The results of particular questions have unique significance to the levels of active play people receive over the course of their lives; many of the questions are typically geared towards work-related physical activity. In these results, both vigorous and moderate activities are answered by many participants as not being performed at all over the seven day period. The amount of traveling done, whether it is to a commute or some other destination, is a factor - as well as how physically taxing it may be. Most participants ride in automatic vehicles like a car or train to get where they need to do, eschewing physically-powered machines like bicycles. However, they do perform a moderate amount of running.
Children often have a role in caring for the house, taking care of home maintenance, cleaning up their room, etc.
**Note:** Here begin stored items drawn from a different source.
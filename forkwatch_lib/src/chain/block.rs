// Copyright (C) 2024, 2025 Forkwatch Developers (see AUTHORS)
//
// This file is part of Forkwatch
//
// Forkwatch is free software: you can redistribute it and/or modify it under
// the terms of the GNU General Public License as published by the Free
// Software Foundation, either version 3 of the License, or (at your option)
// any later version.
//
// Forkwatch is distributed in the hope that it will be useful, but WITHOUT ANY
// WARRANTY; without even the implied warranty of MERCHANTABILITY or FITNESS
// FOR A PARTICULAR PURPOSE. See the GNU General Public License for more details.
//
// You should have received a copy of the GNU General Public License along with
// Forkwatch. If not, see <https://www.gnu.org/licenses/>.

use serde::{Deserialize, Serialize};
use std::fmt;

/// Coinbase forfeited by a fork for each supercharged block
pub const SUPERCHARGED_REWARD: u64 = 1440;

/// Coinbase forfeited by a fork for each regular block
pub const BASE_REWARD: u64 = 720;

/// State hash identifying a block. Mina state hashes are base58 strings.
#[derive(Debug, Clone, PartialEq, Eq, Hash, PartialOrd, Ord, Serialize, Deserialize)]
#[serde(transparent)]
pub struct BlockHash(String);

impl BlockHash {
    pub fn new(hash: impl Into<String>) -> Self {
        Self(hash.into())
    }

    pub fn as_str(&self) -> &str {
        &self.0
    }
}

impl fmt::Display for BlockHash {
    fn fmt(&self, f: &mut fmt::Formatter<'_>) -> fmt::Result {
        f.write_str(&self.0)
    }
}

impl From<&str> for BlockHash {
    fn from(hash: &str) -> Self {
        Self(hash.to_string())
    }
}

impl From<String> for BlockHash {
    fn from(hash: String) -> Self {
        Self(hash)
    }
}

/// Public key of the block producer
#[derive(Debug, Clone, PartialEq, Eq, Hash, PartialOrd, Ord, Serialize, Deserialize)]
#[serde(transparent)]
pub struct PublicKey(String);

impl PublicKey {
    pub fn new(key: impl Into<String>) -> Self {
        Self(key.into())
    }

    pub fn as_str(&self) -> &str {
        &self.0
    }
}

impl fmt::Display for PublicKey {
    fn fmt(&self, f: &mut fmt::Formatter<'_>) -> fmt::Result {
        f.write_str(&self.0)
    }
}

impl From<&str> for PublicKey {
    fn from(key: &str) -> Self {
        Self(key.to_string())
    }
}

/// An immutable block record as ingested from a block file or a lookup.
///
/// The parent/child relation is not stored here. Children are derived
/// by the ChainStore from the parent links of all known blocks.
#[derive(Debug, Clone, PartialEq, Eq, Serialize, Deserialize)]
pub struct Block {
    pub hash: BlockHash,
    pub parent_hash: BlockHash,
    /// Global slot since genesis
    pub height: u64,
    /// Scheduled time in milliseconds since the epoch
    pub timestamp: u64,
    pub creator: PublicKey,
    pub supercharged: bool,
}

impl Block {
    /// Coinbase lost if this block ends up off the canonical chain
    pub fn reward(&self) -> u64 {
        if self.supercharged {
            SUPERCHARGED_REWARD
        } else {
            BASE_REWARD
        }
    }

    /// Total order used to rank competing tips: height, then timestamp,
    /// then hash so that exact ties never depend on iteration order.
    pub fn tip_cmp(&self, other: &Block) -> std::cmp::Ordering {
        self.height
            .cmp(&other.height)
            .then(self.timestamp.cmp(&other.timestamp))
            .then_with(|| self.hash.cmp(&other.hash))
    }
}

#[cfg(test)]
mod tests {
    use super::*;
    use crate::test_utils::TestBlockBuilder;
    use std::cmp::Ordering;

    #[test]
    fn test_reward_depends_on_supercharge() {
        let block = TestBlockBuilder::new("a").supercharged(true).build();
        assert_eq!(block.reward(), 1440);

        let block = TestBlockBuilder::new("a").supercharged(false).build();
        assert_eq!(block.reward(), 720);
    }

    #[test]
    fn test_tip_cmp_prefers_height_then_timestamp() {
        let low = TestBlockBuilder::new("a").height(99).timestamp(50).build();
        let high = TestBlockBuilder::new("b").height(100).timestamp(5).build();
        assert_eq!(low.tip_cmp(&high), Ordering::Less);

        let early = TestBlockBuilder::new("c").height(100).timestamp(5).build();
        let late = TestBlockBuilder::new("d").height(100).timestamp(9).build();
        assert_eq!(late.tip_cmp(&early), Ordering::Greater);
    }

    #[test]
    fn test_tip_cmp_falls_back_to_hash_on_exact_tie() {
        let first = TestBlockBuilder::new("3NKa").height(10).timestamp(1).build();
        let second = TestBlockBuilder::new("3NKb").height(10).timestamp(1).build();
        assert_eq!(second.tip_cmp(&first), Ordering::Greater);
        assert_eq!(first.tip_cmp(&first.clone()), Ordering::Equal);
    }

    #[test]
    fn test_block_hash_serializes_as_plain_string() {
        let hash = BlockHash::from("3NKabc");
        assert_eq!(serde_json::to_string(&hash).unwrap(), "\"3NKabc\"");
        assert_eq!(hash.to_string(), "3NKabc");
    }
}
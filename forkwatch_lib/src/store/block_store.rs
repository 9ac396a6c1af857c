// Copyright (C) 2024, 2025 Forkwatch Developers (see AUTHORS)
//
// This file is part of Forkwatch
//
// Forkwatch is free software: you can redistribute it and/or modify it under
// the terms of the GNU General Public License as published by the Free
// Software Foundation, either version 3 of the License, or (at your option)
// any later version.
//
// Forkwatch is distributed in the hope that it will be useful, but WITHOUT ANY
// WARRANTY; without even the implied warranty of MERCHANTABILITY or FITNESS
// FOR A PARTICULAR PURPOSE. See the GNU General Public License for more details.
//
// You should have received a copy of the GNU General Public License along with
// Forkwatch. If not, see <https://www.gnu.org/licenses/>.


use super::{ColumnFamily, Store, StoreError, decode, encode};
use crate::chain::{Block, BlockHash};
use rocksdb::IteratorMode;
use tracing::debug;

impl Store {
    /// Add blocks to the write batch. Blocks are immutable, so writing an
    /// already stored block again rewrites identical bytes.
    pub fn add_blocks(
        &self,
        blocks: &[Block],
        batch: &mut rocksdb::WriteBatch,
    ) -> Result<(), StoreError> {
        let block_cf = self.cf_handle(ColumnFamily::Block)?;
        for block in blocks {
            debug!("Adding block {} to store", block.hash);
            batch.put_cf(block_cf, block.hash.as_str().as_bytes(), encode(block)?);
        }
        Ok(())
    }

    pub fn get_block(&self, hash: &BlockHash) -> Result<Option<Block>, StoreError> {
        let block_cf = self.cf_handle(ColumnFamily::Block)?;
        match self.db.get_cf(block_cf, hash.as_str().as_bytes())? {
            Some(bytes) => Ok(Some(decode(&bytes)?)),
            None => Ok(None),
        }
    }

    pub fn contains_block(&self, hash: &BlockHash) -> Result<bool, StoreError> {
        let block_cf = self.cf_handle(ColumnFamily::Block)?;
        Ok(self.db.get_pinned_cf(block_cf, hash.as_str().as_bytes())?.is_some())
    }

    /// Load every stored block, in key order
    pub fn load_blocks(&self) -> Result<Vec<Block>, StoreError> {
        let block_cf = self.cf_handle(ColumnFamily::Block)?;
        let mut blocks = Vec::new();
        for item in self.db.iterator_cf(block_cf, IteratorMode::Start) {
            let (_, value) = item?;
            blocks.push(decode(&value)?);
        }
        Ok(blocks)
    }

    pub fn block_count(&self) -> Result<usize, StoreError> {
        let block_cf = self.cf_handle(ColumnFamily::Block)?;
        let mut count = 0;
        for item in self.db.iterator_cf(block_cf, IteratorMode::Start) {
            item?;
            count += 1;
        }
        Ok(count)
    }
}

#[cfg(test)]
mod tests {
    use crate::chain::BlockHash;
    use crate::store::Store;
    use crate::test_utils::{TestBlockBuilder, setup_test_store};

    #[test]
    fn test_add_and_get_block() {
        let (store, _temp_dir) = setup_test_store();
        let block = TestBlockBuilder::new("3NKa")
            .parent("3NKg")
            .height(12)
            .timestamp(1_615_940_160_000)
            .creator("B62qalice")
            .supercharged(true)
            .build();

        let mut batch = Store::get_write_batch();
        store.add_blocks(std::slice::from_ref(&block), &mut batch).unwrap();

        // nothing is visible before the batch is committed
        assert!(!store.contains_block(&block.hash).unwrap());
        store.commit_batch(batch).unwrap();

        assert!(store.contains_block(&block.hash).unwrap());
        assert_eq!(store.get_block(&block.hash).unwrap(), Some(block));
        assert_eq!(store.get_block(&BlockHash::from("3NKz")).unwrap(), None);
    }

    #[test]
    fn test_rewriting_block_is_idempotent() {
        let (store, _temp_dir) = setup_test_store();
        let block = TestBlockBuilder::new("a").build();

        for _ in 0..2 {
            let mut batch = Store::get_write_batch();
            store.add_blocks(std::slice::from_ref(&block), &mut batch).unwrap();
            store.commit_batch(batch).unwrap();
        }

        assert_eq!(store.block_count().unwrap(), 1);
        assert_eq!(store.load_blocks().unwrap(), vec![block]);
    }
}
// Copyright (C) 2024, 2025 Forkwatch Developers (see AUTHORS)
//
// This file is part of Forkwatch
//
// Forkwatch is free software: you can redistribute it and/or modify it under
// the terms of the GNU General Public License as published by the Free
// Software Foundation, either version 3 of the License, or (at your option)
// any later version.
//
// Forkwatch is distributed in the hope that it will be useful, but WITHOUT ANY
// WARRANTY; without even the implied warranty of MERCHANTABILITY or FITNESS
// FOR A PARTICULAR PURPOSE. See the GNU General Public License for more details.
//
// You should have received a copy of the GNU General Public License along with
// Forkwatch. If not, see <https://www.gnu.org/licenses/>.


use crate::config::LoggingConfig;
use std::error::Error;
use std::path::Path;
use tracing::info;
use tracing_appender::non_blocking;
use tracing_appender::rolling::{RollingFileAppender, Rotation};
use tracing_subscriber::{EnvFilter, Registry, fmt, layer::SubscriberExt, util::SubscriberInitExt};

/// Sets up logging according to the logging configuration.
///
/// RUST_LOG overrides the configured level. The returned guard flushes
/// the file writer on drop and must be held for the life of the process.
pub fn setup_logging(
    logging_config: &LoggingConfig,
) -> Result<Option<non_blocking::WorkerGuard>, Box<dyn Error>> {
    let filter =
        EnvFilter::try_from_default_env().unwrap_or_else(|_| EnvFilter::new(&logging_config.level));

    let console_layer = logging_config
        .console
        .unwrap_or(true)
        .then(|| fmt::layer().with_target(false).with_writer(std::io::stderr));

    let (file_layer, guard) = match &logging_config.file {
        Some(file_path) => {
            let file_path = Path::new(file_path);
            let directory = file_path
                .parent()
                .filter(|parent| !parent.as_os_str().is_empty())
                .unwrap_or_else(|| Path::new("."));
            std::fs::create_dir_all(directory)?;
            let filename = file_path
                .file_name()
                .and_then(|name| name.to_str())
                .unwrap_or("forkwatch.log");

            let file_appender = RollingFileAppender::new(Rotation::DAILY, directory, filename);
            let (non_blocking_appender, guard) = non_blocking(file_appender);
            let layer = fmt::layer()
                .with_writer(non_blocking_appender)
                .with_ansi(false);
            (Some(layer), Some(guard))
        }
        None => (None, None),
    };

    Registry::default()
        .with(filter)
        .with(console_layer)
        .with(file_layer)
        .try_init()?;

    if let Some(file) = &logging_config.file {
        info!("File logging enabled, writing to {}", file);
    }
    Ok(guard)
}
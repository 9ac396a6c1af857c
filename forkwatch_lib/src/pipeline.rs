// Copyright (C) 2024, 2025 Forkwatch Developers (see AUTHORS)
//
// This file is part of Forkwatch
//
// Forkwatch is free software: you can redistribute it and/or modify it under
// the terms of the GNU General Public License as published by the Free
// Software Foundation, either version 3 of the License, or (at your option)
// any later version.
//
// Forkwatch is distributed in the hope that it will be useful, but WITHOUT ANY
// WARRANTY; without even the implied warranty of MERCHANTABILITY or FITNESS
// FOR A PARTICULAR PURPOSE. See the GNU General Public License for more details.
//
// You should have received a copy of the GNU General Public License along with
// Forkwatch. If not, see <https://www.gnu.org/licenses/>.


//! One canonicalization pass over the durable block set.
//!
//! ingest -> repair -> canonicalize -> extract -> stage -> commit. The
//! pass owns the in-memory ChainStore for its whole duration. Blocks seen
//! for the first time, the fork set and the pass metadata are committed
//! together at the end, so a failed pass leaves the previous result in
//! place and never stores blocks that failed the structure checks.

use crate::chain::{BlockHash, ChainError, ChainStore, canonicalize, extract_forks};
use crate::config::{Config, LookupConfig, LookupKind};
use crate::ingest::{BlockFileSource, IngestError, IngestReport, ingest_new_blocks};
use crate::repair::{BlockLookup, DirectoryLookup, HttpLookup, IntegrityRepairer, RepairReport};
use crate::staging::{ForkSink, JsonSnapshotSink, SnapshotDiff, stage};
use crate::store::{PassMetadata, Store, StoreError};
use serde::Serialize;
use std::time::{Duration, SystemTime, UNIX_EPOCH};
use tracing::{error, info};

#[derive(Debug, thiserror::Error)]
pub enum PassError {
    #[error(transparent)]
    Chain(#[from] ChainError),

    #[error(transparent)]
    Ingest(#[from] IngestError),

    #[error(transparent)]
    Store(#[from] StoreError),

    #[error("invalid configuration: {0}")]
    Config(String),
}

/// What a pass did, printed by `forkwatch run`
#[derive(Debug, Clone, Serialize)]
pub struct PassSummary {
    pub ingest: IngestReport,
    pub repair: Option<RepairReport>,
    pub head: BlockHash,
    pub head_height: u64,
    pub total_blocks: usize,
    pub canonical_blocks: usize,
    pub fork_count: usize,
    pub store_diff: SnapshotDiff,
    pub snapshot_diff: Option<SnapshotDiff>,
}

/// Build the configured block lookup
pub fn lookup_from_config(config: &LookupConfig) -> Result<Box<dyn BlockLookup>, PassError> {
    match config.kind {
        LookupKind::Directory => {
            let dir = config
                .dir
                .as_ref()
                .ok_or_else(|| PassError::Config("lookup.dir is required for kind = \"directory\"".into()))?;
            Ok(Box::new(DirectoryLookup::new(dir)?))
        }
        LookupKind::Http => {
            let url_template = config.url_template.as_ref().ok_or_else(|| {
                PassError::Config("lookup.url_template is required for kind = \"http\"".into())
            })?;
            let lookup = HttpLookup::new(
                url_template,
                Duration::from_secs(config.timeout_secs),
                config.max_retries,
            )
            .map_err(|e| PassError::Config(e.to_string()))?;
            Ok(Box::new(lookup))
        }
    }
}

pub struct Pipeline {
    store: Store,
    source: BlockFileSource,
    lookup: Option<(Box<dyn BlockLookup>, IntegrityRepairer)>,
    snapshot_sink: Option<JsonSnapshotSink>,
    chain_store: ChainStore,
}

impl Pipeline {
    /// Create a pipeline, restoring the block graph from the store
    pub fn new(store: Store, source: BlockFileSource) -> Result<Self, PassError> {
        let chain_store = store.load_chain_store()?;
        info!("Restored {} blocks from {}", chain_store.len(), store.path());
        Ok(Self {
            store,
            source,
            lookup: None,
            snapshot_sink: None,
            chain_store,
        })
    }

    pub fn from_config(config: &Config) -> Result<Self, PassError> {
        let store = Store::new(config.store.path.clone(), false)?;
        let mut pipeline = Self::new(store, BlockFileSource::new(&config.blocks.dir))?;
        if let Some(lookup_config) = &config.lookup {
            pipeline = pipeline.with_lookup(
                lookup_from_config(lookup_config)?,
                IntegrityRepairer::from_config(lookup_config),
            );
        }
        if let Some(path) = &config.output.snapshot_path {
            pipeline = pipeline.with_snapshot_sink(JsonSnapshotSink::new(path));
        }
        Ok(pipeline)
    }

    pub fn with_lookup(mut self, lookup: Box<dyn BlockLookup>, repairer: IntegrityRepairer) -> Self {
        self.lookup = Some((lookup, repairer));
        self
    }

    pub fn with_snapshot_sink(mut self, sink: JsonSnapshotSink) -> Self {
        self.snapshot_sink = Some(sink);
        self
    }

    pub fn chain_store(&self) -> &ChainStore {
        &self.chain_store
    }

    pub fn store(&self) -> &Store {
        &self.store
    }

    /// Run one pass. On failure the in-memory graph is restored from the
    /// store, so the blocks of the failed pass are ingested again by the
    /// next one.
    pub async fn run_pass(&mut self) -> Result<PassSummary, PassError> {
        match self.try_pass().await {
            Ok(summary) => Ok(summary),
            Err(e) => {
                error!("Pass aborted: {}", e);
                self.chain_store = self.store.load_chain_store()?;
                Err(e)
            }
        }
    }

    async fn try_pass(&mut self) -> Result<PassSummary, PassError> {
        let (ingest, mut new_blocks) = ingest_new_blocks(&self.source, &mut self.chain_store)?;

        let repair = match &self.lookup {
            Some((lookup, repairer)) => {
                let report = repairer.repair(&mut self.chain_store, &**lookup).await?;
                new_blocks.extend(
                    report
                        .inserted
                        .iter()
                        .filter_map(|hash| self.chain_store.get(hash).cloned()),
                );
                Some(report)
            }
            None => None,
        };

        let canonicalization = canonicalize(&self.chain_store)?;
        let forks = extract_forks(
            &self.chain_store,
            &canonicalization.view,
            &canonicalization.endpoints,
        )?;
        let staged = stage(&forks);

        let head_height = self
            .chain_store
            .get(&canonicalization.head)
            .map(|block| block.height)
            .unwrap_or_default();
        let metadata = PassMetadata {
            head: canonicalization.head.clone(),
            head_height,
            fork_count: staged.len(),
            completed_at: SystemTime::now()
                .duration_since(UNIX_EPOCH)
                .map(|elapsed| elapsed.as_secs())
                .unwrap_or_default(),
        };
        let store_diff = self.store.commit_pass(&new_blocks, &staged, &metadata)?;
        let snapshot_diff = match &self.snapshot_sink {
            Some(sink) => Some(sink.reconcile(&staged)?),
            None => None,
        };

        Ok(PassSummary {
            ingest,
            repair,
            head: canonicalization.head,
            head_height,
            total_blocks: self.chain_store.len(),
            canonical_blocks: canonicalization.view.len(),
            fork_count: staged.len(),
            store_diff,
            snapshot_diff,
        })
    }
}

#[cfg(test)]
mod tests {
    use super::*;

    fn lookup_config(kind: LookupKind) -> LookupConfig {
        LookupConfig {
            kind,
            dir: None,
            url_template: None,
            concurrency: 4,
            max_rounds: 2,
            max_retries: 1,
            timeout_secs: 1,
        }
    }

    #[test]
    fn test_lookup_from_config_requires_location() {
        assert!(matches!(
            lookup_from_config(&lookup_config(LookupKind::Directory)),
            Err(PassError::Config(_))
        ));
        assert!(matches!(
            lookup_from_config(&lookup_config(LookupKind::Http)),
            Err(PassError::Config(_))
        ));

        let mut config = lookup_config(LookupKind::Http);
        config.url_template = Some("http://localhost/blocks/latest.json".into());
        assert!(matches!(lookup_from_config(&config), Err(PassError::Config(_))));

        config.url_template = Some("http://localhost/blocks/mainnet-{hash}.json".into());
        assert!(lookup_from_config(&config).is_ok());
    }

    #[test]
    fn test_directory_lookup_from_config() {
        let dir = tempfile::tempdir().unwrap();
        let mut config = lookup_config(LookupKind::Directory);
        config.dir = Some(dir.path().to_str().unwrap().to_string());
        assert!(lookup_from_config(&config).is_ok());
    }
}
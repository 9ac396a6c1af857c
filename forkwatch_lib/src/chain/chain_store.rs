// Copyright (C) 2024, 2025 Forkwatch Developers (see AUTHORS)
//
// This file is part of Forkwatch
//
// Forkwatch is free software: you can redistribute it and/or modify it under
// the terms of the GNU General Public License as published by the Free
// Software Foundation, either version 3 of the License, or (at your option)
// any later version.
//
// Forkwatch is distributed in the hope that it will be useful, but WITHOUT ANY
// WARRANTY; without even the implied warranty of MERCHANTABILITY or FITNESS
// FOR A PARTICULAR PURPOSE. See the GNU General Public License for more details.
//
// You should have received a copy of the GNU General Public License along with
// Forkwatch. If not, see <https://www.gnu.org/licenses/>.

use super::block::{Block, BlockHash};
use super::error::ChainError;
use std::collections::{BTreeSet, HashMap};
use tracing::debug;

/// Result of inserting a block into the ChainStore
#[derive(Debug, Clone, Copy, PartialEq, Eq)]
pub enum InsertOutcome {
    /// Block was new and is now part of the graph
    Inserted,
    /// An identical block was already present, nothing changed
    AlreadyPresent,
}

/// Walk state used while checking parent links for cycles
#[derive(Debug, Clone, Copy, PartialEq, Eq)]
enum Visit {
    OnPath,
    Done,
}

/// In-memory block graph.
///
/// Owns every known block by hash and a children index keyed by parent
/// hash. The index is derived only from the parent links of stored
/// blocks, so it also holds entries for parents that have not arrived
/// yet. When such a parent is inserted later, its children are already
/// linked.
#[derive(Debug, Clone, Default)]
pub struct ChainStore {
    blocks: HashMap<BlockHash, Block>,
    children: HashMap<BlockHash, BTreeSet<BlockHash>>,
}

impl ChainStore {
    pub fn new() -> Self {
        Self::default()
    }

    /// Build a store from a set of blocks, as loaded from persistence
    pub fn from_blocks(blocks: impl IntoIterator<Item = Block>) -> Result<Self, ChainError> {
        let mut store = Self::new();
        for block in blocks {
            store.insert(block)?;
        }
        Ok(store)
    }

    /// Insert a block.
    ///
    /// Re-inserting an identical block is a no-op. A block with a known
    /// hash but different fields is rejected and the stored block is
    /// left untouched.
    pub fn insert(&mut self, block: Block) -> Result<InsertOutcome, ChainError> {
        if let Some(existing) = self.blocks.get(&block.hash) {
            if *existing == block {
                debug!("Block {} already present", block.hash);
                return Ok(InsertOutcome::AlreadyPresent);
            }
            return Err(ChainError::DuplicateBlock { hash: block.hash });
        }

        debug!(
            "Inserting block {} at height {} with parent {}",
            block.hash, block.height, block.parent_hash
        );
        self.children
            .entry(block.parent_hash.clone())
            .or_default()
            .insert(block.hash.clone());
        self.blocks.insert(block.hash.clone(), block);
        Ok(InsertOutcome::Inserted)
    }

    pub fn get(&self, hash: &BlockHash) -> Option<&Block> {
        self.blocks.get(hash)
    }

    pub fn contains(&self, hash: &BlockHash) -> bool {
        self.blocks.contains_key(hash)
    }

    pub fn len(&self) -> usize {
        self.blocks.len()
    }

    pub fn is_empty(&self) -> bool {
        self.blocks.is_empty()
    }

    /// Iterate over all blocks in no particular order
    pub fn blocks(&self) -> impl Iterator<Item = &Block> {
        self.blocks.values()
    }

    /// Resolve the parent of a block.
    ///
    /// Returns `DanglingParent` if the parent has not been ingested.
    /// Callers walking towards genesis treat that as the end of the walk.
    pub fn parent(&self, block: &Block) -> Result<&Block, ChainError> {
        self.blocks
            .get(&block.parent_hash)
            .ok_or_else(|| ChainError::DanglingParent {
                hash: block.hash.clone(),
                parent_hash: block.parent_hash.clone(),
            })
    }

    /// Hashes of all known blocks naming `hash` as their parent
    pub fn children_of(&self, hash: &BlockHash) -> BTreeSet<BlockHash> {
        self.children.get(hash).cloned().unwrap_or_default()
    }

    /// A known block with no known children
    pub fn is_endpoint(&self, hash: &BlockHash) -> bool {
        self.contains(hash) && self.children.get(hash).is_none_or(|c| c.is_empty())
    }

    /// All blocks without children, i.e. the tips of the canonical chain
    /// and of every fork
    pub fn endpoints(&self) -> BTreeSet<BlockHash> {
        self.blocks
            .keys()
            .filter(|hash| self.is_endpoint(hash))
            .cloned()
            .collect()
    }

    /// True if the block is known and its parent is not
    pub fn has_dangling_parent(&self, hash: &BlockHash) -> bool {
        self.blocks
            .get(hash)
            .is_some_and(|block| !self.blocks.contains_key(&block.parent_hash))
    }

    /// Parent hashes referenced by stored blocks but not present themselves
    pub fn dangling_parents(&self) -> BTreeSet<BlockHash> {
        self.children
            .keys()
            .filter(|parent| !self.blocks.contains_key(*parent))
            .cloned()
            .collect()
    }

    /// Verify that following parent links never loops.
    ///
    /// Each block has at most one parent, so every walk is a simple path
    /// that either ends at a dangling parent, reaches a block finished by
    /// an earlier walk, or comes back to a block on its own path. The last
    /// case is a cycle. Runs in O(n) with an explicit path, never recursion.
    pub fn check_acyclic(&self) -> Result<(), ChainError> {
        let mut starts: Vec<&BlockHash> = self.blocks.keys().collect();
        starts.sort();

        let mut visits: HashMap<&BlockHash, Visit> = HashMap::with_capacity(self.blocks.len());
        for start in starts {
            if visits.contains_key(start) {
                continue;
            }
            let mut path = Vec::new();
            let mut current = Some(start);
            while let Some(hash) = current {
                match visits.get(hash) {
                    Some(Visit::OnPath) => {
                        return Err(ChainError::CycleDetected { hash: hash.clone() });
                    }
                    Some(Visit::Done) => break,
                    None => {}
                }
                visits.insert(hash, Visit::OnPath);
                path.push(hash);
                current = self
                    .blocks
                    .get(hash)
                    .and_then(|block| self.blocks.get_key_value(&block.parent_hash))
                    .map(|(parent, _)| parent);
            }
            for hash in path {
                visits.insert(hash, Visit::Done);
            }
        }
        Ok(())
    }
}
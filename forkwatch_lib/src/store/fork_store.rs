// Copyright (C) 2024, 2025 Forkwatch Developers (see AUTHORS)
//
// This file is part of Forkwatch
//
// Forkwatch is free software: you can redistribute it and/or modify it under
// the terms of the GNU General Public License as published by the Free
// Software Foundation, either version 3 of the License, or (at your option)
// any later version.
//
// Forkwatch is distributed in the hope that it will be useful, but WITHOUT ANY
// WARRANTY; without even the implied warranty of MERCHANTABILITY or FITNESS
// FOR A PARTICULAR PURPOSE. See the GNU General Public License for more details.
//
// You should have received a copy of the GNU General Public License along with
// Forkwatch. If not, see <https://www.gnu.org/licenses/>.


use super::{ColumnFamily, Store, StoreError, decode, encode};
use crate::chain::ForkId;
use crate::staging::{ForkSink, ForkSnapshot, SnapshotDiff, StagedFork};
use rocksdb::IteratorMode;
use tracing::debug;

impl Store {
    /// Load the fork snapshot of the last committed pass
    pub fn get_forks(&self) -> Result<ForkSnapshot, StoreError> {
        let fork_cf = self.cf_handle(ColumnFamily::Fork)?;
        let mut snapshot = ForkSnapshot::new();
        for item in self.db.iterator_cf(fork_cf, IteratorMode::Start) {
            let (key, value) = item?;
            let id = std::str::from_utf8(&key)
                .map_err(|e| StoreError::Serialization(format!("invalid fork id: {e}")))?;
            snapshot.insert(ForkId::from(id), decode(&value)?);
        }
        Ok(snapshot)
    }

    pub fn get_fork(&self, id: &ForkId) -> Result<Option<StagedFork>, StoreError> {
        let fork_cf = self.cf_handle(ColumnFamily::Fork)?;
        match self.db.get_cf(fork_cf, id.as_str().as_bytes())? {
            Some(bytes) => Ok(Some(decode(&bytes)?)),
            None => Ok(None),
        }
    }

    /// Stage the writes that turn the stored fork set into `staged`.
    /// Only changed keys are touched.
    pub fn reconcile_forks(
        &self,
        staged: &ForkSnapshot,
        batch: &mut rocksdb::WriteBatch,
    ) -> Result<SnapshotDiff, StoreError> {
        let previous = self.get_forks()?;
        let diff = SnapshotDiff::between(&previous, staged);
        let fork_cf = self.cf_handle(ColumnFamily::Fork)?;

        for id in &diff.removed {
            debug!("Deleting fork {}", id);
            batch.delete_cf(fork_cf, id.as_str().as_bytes());
        }
        for id in diff.inserted.iter().chain(diff.updated.iter()) {
            let Some(fork) = staged.get(id) else {
                return Err(StoreError::NotFound(format!("staged fork {id}")));
            };
            debug!("Writing fork {} with {} blocks", id, fork.length);
            batch.put_cf(fork_cf, id.as_str().as_bytes(), encode(fork)?);
        }
        Ok(diff)
    }
}

impl ForkSink for Store {
    fn reconcile(&self, staged: &ForkSnapshot) -> Result<SnapshotDiff, StoreError> {
        let mut batch = Store::get_write_batch();
        let diff = self.reconcile_forks(staged, &mut batch)?;
        self.commit_batch(batch)?;
        Ok(diff)
    }
}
This can be one aspect of physical activity that can be modeled after and encouraged by parents and teachers. According to the results of the IPAC, however, many of the participants do not engage in vigorous physical activity (including heavy lifting, shoveling snow and chopping wood), though they do more or less engage equally in some moderate activities for home maintenance. The notion of active play involves recreational activities like sports in the playground; important precedents could be set by teachers and parents in order to facilitate this activity. In terms of sport and recreation, nearly half of all participants do not engage in either vigorous or moderate physical sports activities, including riding a bike, regularly swimming, and others.
The evaluation of these results leads to the conclusion that a sample of potential early childhood educators do not follow proper physical activity guidelines. Given the possible correlation between actual physical activity of teachers and physical activity of students, it is clear that fitness intervention of some kind must be made in order to facilitate more healthy habits in teachers and parents. Due to the fact that important role models for physical fitness must be presented to children in the form of parents and teachers, the low levels of physical activity in these participants even around the house, much less in a sports and recreation context, are unacceptable. Further research must be performed in order to determine possible interventions for improving teacher physical activity levels, and by extension the levels of the physical activity and fitness of children.